Police in the Philippines say they have arrested an aide of former President Joseph Estrada on suspicion of involvement in an uprising by members of the military at the weekend.
Ramon Cardenas is suspected of links with the rebels
Nearly 300 heavily armed soldiers abandoned their posts and seized part of the capital, Manila, on Sunday but surrendered without a shot being fired.
Ramon Cardenas, a former junior minister in the Estrada government, was arrested following a raid on his house which uncovered weapons, ammunition and red arm bands similar to those worn by the renegade soldiers, police said.
The BBC's John McLean in Manila says authorities are trying to find out if the mutiny was part of a bigger plot to destabilise or even overthrow the current president, Gloria Arroyo.
In spite of the crisis, Mrs Arroyo went ahead with a state of the nation address on Monday in which she promised to launch two independent commissions to investigate the roots of the mutiny.
One enquiry will investigate the mutineers' complaints about low pay and corruption among senior officers.
She said there would also be an independent investigation into a bombing in the Muslim south which soldiers accused the government of carrying out to ensure the support of the United
Talks would be held next week in Malaysia with the Moro Islamic Liberation Front (MILF), which has been waging a decades-old separatist
rebellion, she added.
Mrs Arroyo has said both the officers involved and any political backers of the rebellion will be investigated.
However, a prominent opposition politician involved in negotiations to end the rebellion said the soldiers had voiced valid concerns.
"We consider that most of the grievances are legitimate," said Senator Rodolfo Biazon.
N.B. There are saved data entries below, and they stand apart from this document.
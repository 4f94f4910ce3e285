//! End-to-end generation runs against a scratch output root.

use op_codegen::codegen::annotated::ANNOTATED_FN_ARGS_FILE;
use op_codegen::codegen::bindings::PYTHON_FUNCTIONS_FILE;
use op_codegen::codegen::variable_type::VARIABLE_TYPE_FILE;
use op_codegen::codegen::wrappers::UNBOXING_WRAPPERS_FILE;
use op_codegen::{
    GenerateOptions, OperatorSelector, OutputDirs, Subset, generate_code, load_declarations,
    select,
};
use pretty_assertions::assert_eq;
use std::fs;
use std::path::Path;
use std::process::Command;

const DECLARATIONS: &str = r#"
- name: add
  overload_name: Tensor
  schema_string: "aten::add.Tensor(Tensor self, Tensor other, *, Scalar alpha=1) -> Tensor"
  arguments:
    - { name: self, dynamic_type: Tensor }
    - { name: other, dynamic_type: Tensor }
    - { name: alpha, dynamic_type: Scalar, default: 1, kwarg_only: true }
  returns:
    - { dynamic_type: Tensor }
- name: add
  overload_name: Scalar
  schema_string: "aten::add.Scalar(Tensor self, Scalar other, Scalar alpha=1) -> Tensor"
  arguments:
    - { name: self, dynamic_type: Tensor }
    - { name: other, dynamic_type: Scalar }
    - { name: alpha, dynamic_type: Scalar, default: 1 }
  returns:
    - { dynamic_type: Tensor }
- name: sub
  schema_string: "aten::sub(Tensor self, Tensor other) -> Tensor"
  arguments:
    - { name: self, dynamic_type: Tensor }
    - { name: other, dynamic_type: Tensor }
  returns:
    - { dynamic_type: Tensor }
"#;

fn write_declarations(dir: &Path) -> std::path::PathBuf {
    let path = dir.join("Declarations.yaml");
    fs::write(&path, DECLARATIONS).unwrap();
    path
}

fn options(root: &Path, subset: Option<Subset>) -> GenerateOptions {
    GenerateOptions {
        subset,
        install_dir: Some(root.to_path_buf()),
        disable_autograd: false,
        force_schema_registration: false,
    }
}

fn read(dir: &Path, file: &str) -> String {
    fs::read_to_string(dir.join(file)).unwrap()
}

#[test]
fn full_build_creates_and_populates_every_directory() {
    let tmp = tempfile::tempdir().unwrap();
    let decls = load_declarations(&write_declarations(tmp.path())).unwrap();
    let root = tmp.path().join("out");

    let dirs =
        generate_code(&decls, &OperatorSelector::unrestricted(), &options(&root, None)).unwrap();

    assert_eq!(dirs, OutputDirs::resolve(Some(root.as_path())));
    assert!(dirs.autograd.join(PYTHON_FUNCTIONS_FILE).is_file());
    assert!(dirs.autograd.join(VARIABLE_TYPE_FILE).is_file());
    assert!(dirs.jit.join(UNBOXING_WRAPPERS_FILE).is_file());
    assert!(dirs.python.join(ANNOTATED_FN_ARGS_FILE).is_file());
}

#[test]
fn empty_selection_still_creates_every_directory() {
    let tmp = tempfile::tempdir().unwrap();
    let decls = load_declarations(&write_declarations(tmp.path())).unwrap();
    let root = tmp.path().join("out");
    let selector = OperatorSelector::from_legacy_allow_list(Vec::<String>::new(), true, true);

    let dirs = generate_code(&decls, &selector, &options(&root, None)).unwrap();

    for d in dirs.all() {
        assert!(d.is_dir(), "{} missing", d.display());
    }
    let wrappers = read(&dirs.jit, UNBOXING_WRAPPERS_FILE);
    assert!(!wrappers.contains("Operator("));
    assert!(!read(&dirs.autograd, VARIABLE_TYPE_FILE).contains("m.impl("));
}

#[test]
fn subset_limits_the_passes_but_not_the_directories() {
    let tmp = tempfile::tempdir().unwrap();
    let decls = load_declarations(&write_declarations(tmp.path())).unwrap();
    let root = tmp.path().join("out");

    let dirs = generate_code(
        &decls,
        &OperatorSelector::unrestricted(),
        &options(&root, Some(Subset::Python)),
    )
    .unwrap();

    assert!(dirs.python.join(ANNOTATED_FN_ARGS_FILE).is_file());
    assert!(dirs.jit.is_dir());
    assert!(!dirs.jit.join(UNBOXING_WRAPPERS_FILE).exists());
    assert!(!dirs.autograd.join(PYTHON_FUNCTIONS_FILE).exists());
}

#[test]
fn forced_schema_registration_keeps_excluded_operator_as_schema_only() {
    let tmp = tempfile::tempdir().unwrap();
    let decls = load_declarations(&write_declarations(tmp.path())).unwrap();
    let root = tmp.path().join("out");
    let selector = OperatorSelector::from_legacy_allow_list(["add", "mul"], true, true);

    let opts = GenerateOptions {
        force_schema_registration: true,
        ..options(&root, Some(Subset::Libtorch))
    };
    let dirs = generate_code(&decls, &selector, &opts).unwrap();
    let wrappers = read(&dirs.jit, UNBOXING_WRAPPERS_FILE);

    assert!(wrappers.contains("m.def(\"aten::sub(Tensor self, Tensor other) -> Tensor\");"));
    assert!(!wrappers.contains("at::sub("));
    assert_eq!(wrappers.matches("auto result_ = at::add(").count(), 2);
}

#[test]
fn disabled_autograd_skips_kernels_and_guards_wrappers() {
    let tmp = tempfile::tempdir().unwrap();
    let decls = load_declarations(&write_declarations(tmp.path())).unwrap();
    let root = tmp.path().join("out");

    let opts = GenerateOptions {
        disable_autograd: true,
        ..options(&root, Some(Subset::Libtorch))
    };
    let dirs = generate_code(&decls, &OperatorSelector::unrestricted(), &opts).unwrap();

    assert!(!dirs.autograd.join(VARIABLE_TYPE_FILE).exists());
    let wrappers = read(&dirs.jit, UNBOXING_WRAPPERS_FILE);
    assert_eq!(wrappers.matches("AutoNonVariableTypeMode").count(), 3);
}

#[test]
fn root_only_profile_drops_training_kernels() {
    let tmp = tempfile::tempdir().unwrap();
    let decls = load_declarations(&write_declarations(tmp.path())).unwrap();
    let list = tmp.path().join("root_op_list.yaml");
    fs::write(&list, "- aten::add.Tensor\n").unwrap();
    let selector = select::load_selector(Some(list.as_path()), &[]).unwrap();
    let root = tmp.path().join("out");

    let dirs = generate_code(&decls, &selector, &options(&root, Some(Subset::Libtorch))).unwrap();

    assert!(!read(&dirs.autograd, VARIABLE_TYPE_FILE).contains("m.impl("));
    let wrappers = read(&dirs.jit, UNBOXING_WRAPPERS_FILE);
    assert_eq!(wrappers.matches("AutoNonVariableTypeMode").count(), 2);
    assert!(!wrappers.contains("aten::sub"));
}

#[test]
fn rerun_is_idempotent() {
    let tmp = tempfile::tempdir().unwrap();
    let decls = load_declarations(&write_declarations(tmp.path())).unwrap();
    let root = tmp.path().join("out");
    let selector = OperatorSelector::from_legacy_allow_list(["add"], true, false);
    let opts = GenerateOptions {
        force_schema_registration: true,
        ..options(&root, None)
    };

    let dirs = generate_code(&decls, &selector, &opts).unwrap();
    let files = [
        dirs.autograd.join(PYTHON_FUNCTIONS_FILE),
        dirs.autograd.join(VARIABLE_TYPE_FILE),
        dirs.jit.join(UNBOXING_WRAPPERS_FILE),
        dirs.python.join(ANNOTATED_FN_ARGS_FILE),
    ];
    let first: Vec<String> = files.iter().map(|f| fs::read_to_string(f).unwrap()).collect();

    // Unrelated files survive.
    fs::write(dirs.jit.join("keep.txt"), "mine").unwrap();

    generate_code(&decls, &selector, &opts).unwrap();
    let second: Vec<String> = files.iter().map(|f| fs::read_to_string(f).unwrap()).collect();

    assert_eq!(first, second);
    assert_eq!(fs::read_to_string(dirs.jit.join("keep.txt")).unwrap(), "mine");
}

#[test]
fn output_path_collision_fails_before_any_pass() {
    let tmp = tempfile::tempdir().unwrap();
    let decls = load_declarations(&write_declarations(tmp.path())).unwrap();
    let root = tmp.path().join("out");
    fs::create_dir_all(root.join("jit")).unwrap();
    fs::write(root.join("jit").join("generated"), "not a dir").unwrap();

    let err = generate_code(&decls, &OperatorSelector::unrestricted(), &options(&root, None))
        .unwrap_err();

    assert!(format!("{:#}", err).contains("is not a directory"));
    assert!(!root.join("autograd").exists());
}

#[test]
fn cli_runs_selected_subset_and_exits_zero() {
    let tmp = tempfile::tempdir().unwrap();
    let decls = write_declarations(tmp.path());
    let list = tmp.path().join("ops.yaml");
    fs::write(&list, "- aten::add.Tensor\n").unwrap();
    let root = tmp.path().join("out");

    let status = Command::new(env!("CARGO_BIN_EXE_generate-code"))
        .arg("--declarations-path")
        .arg(&decls)
        .arg("--install-dir")
        .arg(&root)
        .args(["--subset", "libtorch", "--force-schema-registration"])
        .arg("--selected-op-list-path")
        .arg(&list)
        .status()
        .unwrap();

    assert!(status.success());
    let wrappers =
        fs::read_to_string(root.join("jit/generated").join(UNBOXING_WRAPPERS_FILE)).unwrap();
    assert!(wrappers.contains("m.def(\"aten::sub(Tensor self, Tensor other) -> Tensor\");"));
    assert!(!root.join(ANNOTATED_FN_ARGS_FILE).exists());
}

#[test]
fn cli_exits_non_zero_on_malformed_declarations() {
    let tmp = tempfile::tempdir().unwrap();
    let decls = tmp.path().join("Declarations.yaml");
    fs::write(
        &decls,
        "- { name: add, schema_string: \"aten::mul(Tensor self) -> Tensor\" }\n",
    )
    .unwrap();

    let output = Command::new(env!("CARGO_BIN_EXE_generate-code"))
        .arg("--declarations-path")
        .arg(&decls)
        .arg("--install-dir")
        .arg(tmp.path().join("out"))
        .output()
        .unwrap();

    assert!(!output.status.success());
    assert!(String::from_utf8_lossy(&output.stderr).contains("disagrees with its schema"));
}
The soldiers had barricaded themselves into a shopping and residential complex in the Makati business district for 19 hours before agreeing under threat of force to return to barracks.
They accused the government of corruption and demanded the resignation of Mrs Arroyo and her Defence Minister, Angelo Reyes.
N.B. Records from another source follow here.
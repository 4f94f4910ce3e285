//! Operator selection policy.
//!
//! A selector answers two questions for every record: is it built, and with
//! which capabilities. It is built once per invocation and only ever read.

use crate::decl::{OperatorKey, OperatorRecord};
use crate::diagnostics;

use std::collections::{BTreeMap, BTreeSet};

/// Capabilities granted to a selected operator.
#[derive(Debug, Clone, Copy, PartialEq, Eq)]
pub struct CapabilityFlags {
    /// Callable directly, not only from inside another operator.
    pub is_root_operator: bool,
    /// Keeps its autograd kernels.
    pub is_used_for_training: bool,
}

impl CapabilityFlags {
    pub const ALL: Self = Self {
        is_root_operator: true,
        is_used_for_training: true,
    };

    pub fn new(is_root_operator: bool, is_used_for_training: bool) -> Self {
        Self {
            is_root_operator,
            is_used_for_training,
        }
    }
}

/// Explicit selection input: which operators, under which flags.
#[derive(Debug, Clone, PartialEq, Eq)]
pub struct SelectionConfig {
    pub include_list: BTreeSet<OperatorKey>,
    pub is_root_operator: bool,
    pub is_used_for_training: bool,
}

impl SelectionConfig {
    pub fn into_selector(self) -> OperatorSelector {
        if self.include_list.is_empty() {
            diagnostics::warn("operator inclusion list is empty; no operator will be selected");
        }
        OperatorSelector::Restricted(Restriction {
            included: self.include_list,
            capabilities: CapabilityFlags::new(self.is_root_operator, self.is_used_for_training),
            overrides: BTreeMap::new(),
        })
    }
}

#[derive(Debug, Clone, PartialEq, Eq)]
pub struct Restriction {
    included: BTreeSet<OperatorKey>,
    capabilities: CapabilityFlags,
    overrides: BTreeMap<OperatorKey, CapabilityFlags>,
}

#[derive(Debug, Clone, PartialEq, Eq, Default)]
pub enum OperatorSelector {
    /// Every operator, every capability.
    #[default]
    Unrestricted,
    /// Only listed operators, with uniform flags unless overridden.
    Restricted(Restriction),
}

impl OperatorSelector {
    pub fn unrestricted() -> Self {
        Self::Unrestricted
    }

    /// Build from a legacy allow list. Names are taken verbatim as
    /// overload-stripped keys; duplicates collapse.
    pub fn from_legacy_allow_list<I, S>(
        names: I,
        is_root_operator: bool,
        is_used_for_training: bool,
    ) -> Self
    where
        I: IntoIterator<Item = S>,
        S: Into<String>,
    {
        SelectionConfig {
            include_list: names.into_iter().map(OperatorKey::new).collect(),
            is_root_operator,
            is_used_for_training,
        }
        .into_selector()
    }

    /// Give one operator its own flags. Only meaningful for a restricted
    /// selector that includes `key`; ignored otherwise.
    pub fn with_capability_override(mut self, key: OperatorKey, flags: CapabilityFlags) -> Self {
        if let Self::Restricted(r) = &mut self {
            r.overrides.insert(key, flags);
        }
        self
    }

    pub fn is_unrestricted(&self) -> bool {
        matches!(self, Self::Unrestricted)
    }

    pub fn is_key_selected(&self, key: &OperatorKey) -> bool {
        match self {
            Self::Unrestricted => true,
            Self::Restricted(r) => r.included.contains(key),
        }
    }

    pub fn is_selected(&self, record: &OperatorRecord) -> bool {
        self.is_key_selected(&record.key())
    }

    /// Uniform flags in effect. An unrestricted selector grants everything.
    pub fn capabilities(&self) -> CapabilityFlags {
        match self {
            Self::Unrestricted => CapabilityFlags::ALL,
            Self::Restricted(r) => r.capabilities,
        }
    }

    /// Flags for one record, or `None` if it is not selected.
    pub fn capabilities_for(&self, record: &OperatorRecord) -> Option<CapabilityFlags> {
        let key = record.key();
        match self {
            Self::Unrestricted => Some(CapabilityFlags::ALL),
            Self::Restricted(r) if r.included.contains(&key) => {
                Some(r.overrides.get(&key).copied().unwrap_or(r.capabilities))
            }
            Self::Restricted(_) => None,
        }
    }

    pub fn is_root_operator(&self, record: &OperatorRecord) -> bool {
        self.capabilities_for(record)
            .is_some_and(|c| c.is_root_operator)
    }

    pub fn is_selected_for_training(&self, record: &OperatorRecord) -> bool {
        self.capabilities_for(record)
            .is_some_and(|c| c.is_used_for_training)
    }

    /// Number of listed keys; `None` when unrestricted.
    pub fn included_len(&self) -> Option<usize> {
        match self {
            Self::Unrestricted => None,
            Self::Restricted(r) => Some(r.included.len()),
        }
    }
}
//! Unboxing dispatch wrappers.
//!
//! Each declaration ends up as one of:
//! - a full wrapper (selected root operator), guarded against autograd when
//!   autograd is disabled or the operator is not kept for training;
//! - a schema-only registration (excluded, but schema registration forced);
//! - nothing.

use crate::Result;
use crate::codegen::file_manager::FileManager;
use crate::codegen::template::{CodeTemplate, Env};
use crate::decl::{Declarations, OperatorRecord};
use crate::select::OperatorSelector;

use std::path::Path;
use tracing::{debug, info, instrument};

pub const UNBOXING_WRAPPERS_FILE: &str = "generated_unboxing_wrappers.cpp";

const AUTOGRAD_GUARD: &str = "at::AutoNonVariableTypeMode non_var_type_mode(true);";

const UNBOXING_WRAPPERS: CodeTemplate = CodeTemplate::new(
    UNBOXING_WRAPPERS_FILE,
    r#"// @generated by generate-code from the operator declarations

#include "torch/csrc/jit/runtime/operator.h"
#include "torch/csrc/jit/runtime/register_ops_utils.h"

namespace torch { namespace jit {

using at::Scalar;
using at::Tensor;

namespace {

RegisterOperators reg({
    ${unboxed_ops}
});

${schema_registrations}

} // anon namespace

}} // namespace torch::jit
"#,
);

const UNBOXED_OP: CodeTemplate = CodeTemplate::new(
    "unboxed_op",
    r#"Operator(
    ${schema},
    [](Stack & stack) {
        ${autograd_guard}
        ${invoke}
        drop(stack, ${num_inputs});
        ${push_result}
    },
    aliasAnalysisFromSchema()
),"#,
);

const SCHEMA_ONLY_BLOCK: CodeTemplate = CodeTemplate::new(
    "schema_only",
    r#"TORCH_LIBRARY_FRAGMENT(aten, m) {
  ${schemas}
}"#,
);

/// What the wrapper file carries for one declaration.
#[derive(Debug, Clone, Copy, PartialEq, Eq)]
pub enum Registration {
    Full { exclude_autograd: bool },
    SchemaOnly,
    Omitted,
}

impl Registration {
    pub fn classify(
        record: &OperatorRecord,
        selector: &OperatorSelector,
        disable_autograd: bool,
        force_schema_registration: bool,
    ) -> Self {
        match selector.capabilities_for(record) {
            Some(caps) if caps.is_root_operator => Registration::Full {
                exclude_autograd: disable_autograd || !caps.is_used_for_training,
            },
            _ if force_schema_registration => Registration::SchemaOnly,
            _ => Registration::Omitted,
        }
    }
}

#[instrument(
    skip_all,
    fields(
        out = %out_dir.display(),
        disable_autograd = disable_autograd,
        force_schema_registration = force_schema_registration
    )
)]
pub fn gen_unboxing_wrappers(
    decls: &Declarations,
    out_dir: &Path,
    selector: &OperatorSelector,
    disable_autograd: bool,
    force_schema_registration: bool,
) -> Result<()> {
    let mut unboxed_ops = Vec::new();
    let mut schemas = Vec::new();
    for rec in decls {
        match Registration::classify(rec, selector, disable_autograd, force_schema_registration) {
            Registration::Full { exclude_autograd } => {
                unboxed_ops.push(emit_unboxed_op(rec, exclude_autograd)?);
            }
            Registration::SchemaOnly => {
                schemas.push(format!("m.def({});", serde_json::to_string(&rec.schema_string)?));
            }
            Registration::Omitted => {
                debug!(op = %rec.name_with_overload(), "not selected; omitted");
            }
        }
    }
    let (full, schema_only) = (unboxed_ops.len(), schemas.len());

    let schema_registrations = if schemas.is_empty() {
        String::new()
    } else {
        let mut env = Env::new();
        env.insert("schemas", schemas.into());
        SCHEMA_ONLY_BLOCK.substitute(&env)?
    };

    let mut env = Env::new();
    env.insert("unboxed_ops", unboxed_ops.into());
    env.insert("schema_registrations", schema_registrations.into());
    let text = UNBOXING_WRAPPERS.substitute(&env)?;
    FileManager::new(out_dir).write(UNBOXING_WRAPPERS_FILE, &text)?;

    info!(
        full,
        schema_only,
        omitted = decls.len() - full - schema_only,
        "generated unboxing wrappers"
    );
    Ok(())
}

fn emit_unboxed_op(rec: &OperatorRecord, exclude_autograd: bool) -> Result<String> {
    let n = rec.arguments.len();
    let args: Vec<String> = rec
        .arguments
        .iter()
        .enumerate()
        .map(|(i, arg)| {
            format!(
                "(std::move(peek(stack, {}, {}))).{}",
                i,
                n,
                ivalue_accessor(&arg.dynamic_type)
            )
        })
        .collect();
    let call = format!("at::{}({})", rec.name, args.join(", "));

    let (invoke, push_result) = if rec.returns.is_empty() {
        (format!("{};", call), String::new())
    } else {
        (
            format!("auto result_ = {};", call),
            "pack(stack, std::move(result_));".to_string(),
        )
    };

    let mut env = Env::new();
    env.insert("schema", serde_json::to_string(&rec.schema_string)?.into());
    env.insert(
        "autograd_guard",
        if exclude_autograd { AUTOGRAD_GUARD } else { "" }.into(),
    );
    env.insert("invoke", invoke.into());
    env.insert("num_inputs", n.to_string().into());
    env.insert("push_result", push_result.into());
    UNBOXED_OP.substitute(&env)
}

/// IValue accessor for an argument type.
fn ivalue_accessor(dynamic_type: &str) -> String {
    match dynamic_type {
        "Tensor" => "toTensor()".to_string(),
        "Scalar" => "toScalar()".to_string(),
        "int64_t" | "int" => "toInt()".to_string(),
        "double" | "float" => "toDouble()".to_string(),
        "bool" => "toBool()".to_string(),
        "IntArrayRef" | "int[]" => "toIntVector()".to_string(),
        "TensorList" | "Tensor[]" => "toTensorVector()".to_string(),
        other => format!("to<{}>()", other),
    }
}
//! Python binding functions: one parser entry point per base operator with
//! every overload's signature, plus the method table.
//!
//! Bindings cover the whole registry; selection does not apply here.

use crate::Result;
use crate::codegen::file_manager::FileManager;
use crate::codegen::template::{CodeTemplate, Env};
use crate::decl::{Declarations, OperatorRecord};

use std::collections::BTreeMap;
use std::path::Path;
use tracing::{info, instrument};

pub const PYTHON_FUNCTIONS_FILE: &str = "python_functions.cpp";

const PYTHON_FUNCTIONS: CodeTemplate = CodeTemplate::new(
    PYTHON_FUNCTIONS_FILE,
    r#"// @generated by generate-code from the operator declarations

#include "torch/csrc/autograd/python_functions.h"

namespace torch { namespace autograd {

${py_methods}

static PyMethodDef torch_functions[] = {
  ${py_method_defs}
  {nullptr, nullptr, 0, nullptr}
};

PyMethodDef* python_functions() {
  return torch_functions;
}

}} // namespace torch::autograd
"#,
);

const PY_METHOD: CodeTemplate = CodeTemplate::new(
    "py_method",
    r#"// ${name}
static PyObject * THPVariable_${name}(PyObject* self_, PyObject* args, PyObject* kwargs)
{
  HANDLE_TH_ERRORS
  static PythonArgParser parser({
    ${signatures}
  });
  ParsedArgs<${max_args}> parsed_args;
  auto _r = parser.parse(args, kwargs, parsed_args);
  switch (_r.idx) {
    ${dispatch_cases}
  }
  Py_RETURN_NONE;
  END_HANDLE_TH_ERRORS
}
"#,
);

#[instrument(skip_all, fields(out = %out_dir.display()))]
pub fn gen_python_bindings(decls: &Declarations, out_dir: &Path) -> Result<()> {
    let mut groups: BTreeMap<&str, Vec<&OperatorRecord>> = BTreeMap::new();
    for rec in decls.iter().filter(|r| r.is_namespace_function()) {
        groups.entry(rec.name.as_str()).or_default().push(rec);
    }

    let mut py_methods = Vec::with_capacity(groups.len());
    let mut py_method_defs = Vec::with_capacity(groups.len());
    for (name, overloads) in &groups {
        py_methods.push(emit_method(name, overloads)?);
        py_method_defs.push(format!(
            "{{\"{name}\", castPyCFunctionWithKeywords(THPVariable_{name}), \
             METH_VARARGS | METH_KEYWORDS | METH_STATIC, nullptr}},"
        ));
    }

    let mut env = Env::new();
    env.insert("py_methods", py_methods.into());
    env.insert("py_method_defs", py_method_defs.into());
    let text = PYTHON_FUNCTIONS.substitute(&env)?;
    FileManager::new(out_dir).write(PYTHON_FUNCTIONS_FILE, &text)?;

    info!(functions = groups.len(), "generated python bindings");
    Ok(())
}

fn emit_method(name: &str, overloads: &[&OperatorRecord]) -> Result<String> {
    let mut signatures = Vec::with_capacity(overloads.len());
    let mut dispatch_cases = Vec::with_capacity(overloads.len());
    for (idx, rec) in overloads.iter().enumerate() {
        signatures.push(format!("{},", serde_json::to_string(&rec.python_signature())?));
        dispatch_cases.push(format!(
            "case {}: return wrap(dispatch_{}(_r));",
            idx,
            rec.ident()
        ));
    }
    let max_args = overloads
        .iter()
        .map(|r| r.arguments.len())
        .max()
        .unwrap_or(0);

    let mut env = Env::new();
    env.insert("name", name.into());
    env.insert("signatures", signatures.into());
    env.insert("max_args", max_args.to_string().into());
    env.insert("dispatch_cases", dispatch_cases.into());
    PY_METHOD.substitute(&env)
}
use clap::{ArgAction, Parser};
use op_codegen::codegen::DEFAULT_DECLARATIONS_PATH;
use op_codegen::{GenerateOptions, Result, Subset, generate_code, load_declarations, select};
use std::path::PathBuf;
use tracing_subscriber::EnvFilter;

#[derive(Parser)]
#[command(name = "generate-code")]
#[command(
    about = "Autogenerate operator bindings, dispatch wrappers and metadata",
    long_about = None
)]
struct Cli {
    /// Operator declarations file (YAML or JSON).
    #[arg(long, default_value = DEFAULT_DECLARATIONS_PATH)]
    declarations_path: PathBuf,

    /// Output root; also receives the python metadata.
    #[arg(long, alias = "install_dir")]
    install_dir: Option<PathBuf>,

    /// Subset of passes to run. Runs all of them when omitted.
    #[arg(long, value_enum)]
    subset: Option<Subset>,

    /// Skip generating autograd related code.
    #[arg(long)]
    disable_autograd: bool,

    /// YAML list of operators to include for a custom build.
    #[arg(long)]
    selected_op_list_path: Option<PathBuf>,

    /// Operator to include for a custom build, in addition to the list file.
    /// Repeatable, e.g. --selected-op aten::add.Tensor.
    #[arg(long = "selected-op")]
    selected_ops: Vec<String>,

    /// Emit schema-only registrations for operators that are not selected.
    #[arg(long, alias = "force_schema_registration")]
    force_schema_registration: bool,

    /// Increase logging verbosity (-v: debug, -vv+: trace).
    #[arg(short, long, action = ArgAction::Count)]
    verbose: u8,
}

fn main() -> Result<()> {
    let cli = Cli::parse();

    let default_directive = match cli.verbose {
        0 => "info",
        1 => "debug",
        _ => "trace",
    };
    tracing_subscriber::fmt()
        .with_env_filter(
            EnvFilter::try_from_default_env().unwrap_or_else(|_| EnvFilter::new(default_directive)),
        )
        .with_writer(std::io::stderr)
        .init();

    // 1) Selection policy (fails only if the list file cannot be read).
    let selector =
        select::load_selector(cli.selected_op_list_path.as_deref(), &cli.selected_ops)?;

    // 2) Registry.
    let decls = load_declarations(&cli.declarations_path)?;

    // 3) Passes.
    let options = GenerateOptions {
        subset: cli.subset,
        install_dir: cli.install_dir,
        disable_autograd: cli.disable_autograd,
        force_schema_registration: cli.force_schema_registration,
    };
    let dirs = generate_code(&decls, &selector, &options)?;

    for dir in dirs.all() {
        println!("Output directory: {}", dir.display());
    }

    Ok(())
}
Dr James Putzel, a South East Asia expert at the London School of Economics (LSE), has told the BBC that while the rebellion never really threatened the government, it was nonetheless evidence of malaise in both the military and the country as a whole
'No special treatment'
Mrs Arroyo said the 296 mutineers had neither sought nor would be given "special treatment".
"They will be investigated and their cases will be disposed of in accordance with the articles of war," she said.
Civilians involved in any plot linked to the mutiny, she said, would be prosecuted.
The rebel soldiers returned to barracks after the mutiny ended
Navy Lieutenant Antonio Trillanes, one of the rebel leaders, said before his surrender that the soldiers had been "ready to die" but had ended their actions to prevent needless bloodshed.
Our correspondent says the rebels had clearly given up under threat of force and that they had not won wider support within the army.
After the rebels agreed to surrender, they filed out of the Glorietta complex carrying weapons and boxes of ammunition, to be driven back to barracks.
Explosives set by the rebels were dismantled and reporters saw anti-tank weapons, machine-guns and a rocket launcher being removed from the Glorietta area.